Abnormal bone metabolism is one of the main causes of IFF. TRACP-5b and BALP are common clinical bone metabolism indexes and TRACP-5b can reflect osteoclast activity. BALP, as a bone formation specific enzyme in the body, can reflect the osteogenic activity of osteoblasts[23]. The research results of Gong Yongshun et al.[24] show that after effective treatment, the level of TRACP-5b in IFF patients decreases and the level of BLAP increases. In this study, the level of TRACP- 5b decreased and the level of BLAP increased in the two groups after surgery, while the change range in the FHR group was more significant, which was basically consistent with that of Gong Yongshun. Both PFNA and FHR can effectively improve bone metabolism indicators in IFF patients and the improvement effect of FHR is more obvious. PFNA belongs to intramedullary fixation, which has obvious biomechanical advantages. In addition, PFNA realizes antirotation stable support through spiral blades, which can effectively reduce the loss of bone mass in the body. FHR uses artificial femoral head to replace the original femoral head, which can effectively restore the hip joint function of the body, increase the activity of osteoblasts and destroy the activity of osteoclasts, thus effectively improving the bone quality of the body and strengthening bone metabolism.
Postoperative complications are one of the important reasons leading to poor prognosis of patients. Qiao Xiaolu et al.[25] showed that the incidence of complications in patients undergoing PFNA surgery is significantly lower than FHR. In this study, compared with FHR group, the incidence rate of PFNA complications is significantly lower, which is completely consistent with the study of Qiao Xiaolu, indicating that PFNA has more significant advantages in reducing and occurring risks than FHR. FHR is traumatic, difficult to operate and has higher requirements for the operator, which can lead to intolerance of patients and easily lead to complications such as thrombosis and pulmonary infection. PFNA is easy to operate, which has good antirotation and anti-cutting effects and it plays an important role in maintaining the stability and healing of fractures.
To sum up, both PFNA and FHR can effectively treat IFF and improve the levels of TRACP-5b and BALP. PFNA can effectively reduce the operation time, intraoperative blood loss and complication rate.
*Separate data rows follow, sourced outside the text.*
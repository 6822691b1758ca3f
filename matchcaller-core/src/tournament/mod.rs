//! Tournament snapshot data model shared by capture tooling and replay.

pub mod snapshot;
pub mod store;
#[cfg(test)]
pub mod test_support;

use std::fmt;

use serde::{Deserialize, Serialize};

pub use snapshot::{Snapshot, SnapshotFileInfo, SnapshotMetadata, list_snapshot_files};
pub use store::MatchStore;

/// Identity of a single bracket set, unique within one snapshot.
///
/// Captured ids are numeric for most sources but some exports use
/// string ids (preview sets), so both forms are preserved as captured.
/// The ordering is total and stable, which keeps display tie-breaks
/// deterministic across replays.
#[derive(Debug, Clone, PartialEq, Eq, PartialOrd, Ord, Hash, Serialize, Deserialize)]
#[serde(untagged)]
pub enum SetId {
    /// Numeric set id as assigned by the bracket service.
    Number(i64),
    /// String set id, used for preview or placeholder sets.
    Text(String),
}

impl fmt::Display for SetId {
    fn fmt(&self, f: &mut fmt::Formatter<'_>) -> fmt::Result {
        match self {
            SetId::Number(n) => write!(f, "{n}"),
            SetId::Text(s) => write!(f, "{s}"),
        }
    }
}

impl From<i64> for SetId {
    fn from(id: i64) -> Self {
        SetId::Number(id)
    }
}

impl From<&str> for SetId {
    fn from(id: &str) -> Self {
        SetId::Text(id.to_string())
    }
}

/// Raw set status code as captured from the bracket service.
///
/// Codes `1`, `2`, `3` and `6` are the values the service actually
/// emits. Anything else is carried through as `Other` and treated like
/// a not-started set by the state deriver.
#[derive(Debug, Clone, Copy, PartialEq, Eq, Hash, Serialize, Deserialize)]
#[serde(from = "u8", into = "u8")]
pub enum RawStatus {
    /// Set has not started; waiting on earlier sets.
    NotStarted,
    /// Set is ready to be called, or in progress once a start instant exists.
    Ready,
    /// Set finished before capture.
    Completed,
    /// Set was explicitly marked in progress.
    InProgress,
    /// Unrecognized status code, preserved as captured.
    Other(u8),
}

impl From<u8> for RawStatus {
    fn from(code: u8) -> Self {
        match code {
            1 => RawStatus::NotStarted,
            2 => RawStatus::Ready,
            3 => RawStatus::Completed,
            6 => RawStatus::InProgress,
            other => RawStatus::Other(other),
        }
    }
}

impl From<RawStatus> for u8 {
    fn from(status: RawStatus) -> Self {
        match status {
            RawStatus::NotStarted => 1,
            RawStatus::Ready => 2,
            RawStatus::Completed => 3,
            RawStatus::InProgress => 6,
            RawStatus::Other(code) => code,
        }
    }
}

/// One player slot of a set: a resolved gamer tag or a to-be-determined
/// placeholder for a slot still waiting on an earlier result.
#[derive(Debug, Clone, PartialEq, Eq, Serialize, Deserialize)]
pub struct PlayerSlot {
    /// Gamer tag as captured; `"TBD"` or empty marks an unresolved slot.
    pub tag: String,
    /// Entrant id when the capture resolved one.
    #[serde(default, skip_serializing_if = "Option::is_none")]
    pub id: Option<i64>,
}

impl PlayerSlot {
    /// Creates a resolved slot for the given tag.
    pub fn new(tag: impl Into<String>) -> Self {
        Self {
            tag: tag.into(),
            id: None,
        }
    }

    /// Creates an unresolved to-be-determined slot.
    pub fn tbd() -> Self {
        Self::new("TBD")
    }

    /// Returns true when the slot holds an actual player.
    pub fn is_resolved(&self) -> bool {
        !self.tag.is_empty() && self.tag != "TBD"
    }
}

/// One captured bracket set with its full recorded lifecycle.
///
/// Records are immutable after load. The three instants are unix
/// seconds as captured; `created_at` is guaranteed present once the
/// record passed store validation, the other two may be absent for
/// sets that never reached that transition.
#[derive(Debug, Clone, PartialEq, Serialize, Deserialize)]
pub struct MatchRecord {
    /// Set identity, unique within the snapshot.
    pub id: SetId,
    /// Round text of the set, e.g. "Winners Semi-Final".
    #[serde(default, skip_serializing_if = "Option::is_none")]
    pub display_name: Option<String>,
    /// First player slot.
    pub player1: PlayerSlot,
    /// Second player slot.
    pub player2: PlayerSlot,
    /// Raw status code at capture time.
    #[serde(rename = "state")]
    pub status: RawStatus,
    /// Instant the set materialized in the bracket.
    #[serde(default, skip_serializing_if = "Option::is_none")]
    pub created_at: Option<i64>,
    /// Instant the set was started, if it ever was.
    #[serde(default, skip_serializing_if = "Option::is_none")]
    pub started_at: Option<i64>,
    /// Instant the set completed, if it ever did.
    #[serde(default, skip_serializing_if = "Option::is_none")]
    pub completed_at: Option<i64>,
    /// Pool/group identifier, carried through for display only.
    #[serde(default, skip_serializing_if = "Option::is_none")]
    pub phase_group: Option<String>,
    /// Phase name, carried through for display only.
    #[serde(default, skip_serializing_if = "Option::is_none")]
    pub phase_name: Option<String>,
}

impl MatchRecord {
    /// Returns the round text, falling back to the set id.
    pub fn display_name(&self) -> String {
        match &self.display_name {
            Some(name) => name.clone(),
            None => format!("Set {}", self.id),
        }
    }

    /// Returns the pool label used for display grouping.
    pub fn pool_name(&self) -> &str {
        self.phase_group
            .as_deref()
            .or(self.phase_name.as_deref())
            .unwrap_or("Pool")
    }

    /// Returns true when either player slot is still unresolved.
    pub fn has_unresolved_player(&self) -> bool {
        !self.player1.is_resolved() || !self.player2.is_resolved()
    }
}

/// Errors that can occur while loading or querying a snapshot.
#[derive(Debug, thiserror::Error)]
pub enum SnapshotError {
    /// Structural defect detected at load time; never repaired silently.
    #[error("Malformed snapshot: {reason}")]
    MalformedSnapshot {
        /// What the validation found.
        reason: String,
    },

    /// Lookup of a set id that does not exist in the snapshot.
    #[error("Set {id} not found in snapshot")]
    SetNotFound {
        /// The id that was requested.
        id: SetId,
    },

    /// Snapshot file could not be read.
    #[error("I/O error: {0}")]
    Io(#[from] std::io::Error),

    /// Snapshot file is not valid JSON for the expected layout.
    #[error("Failed to parse snapshot: {0}")]
    Parse(#[from] serde_json::Error),
}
FHR has short postoperative weight bearing time and hospitalization time, which is more conducive to the recovery of hip joint function and better improvement effect on bone metabolism indexes. The two surgical methods have different advantages and can be selected clinically according to the specific conditions of patients.
Conflicts of Interest:
The authors report no conflicts of interest.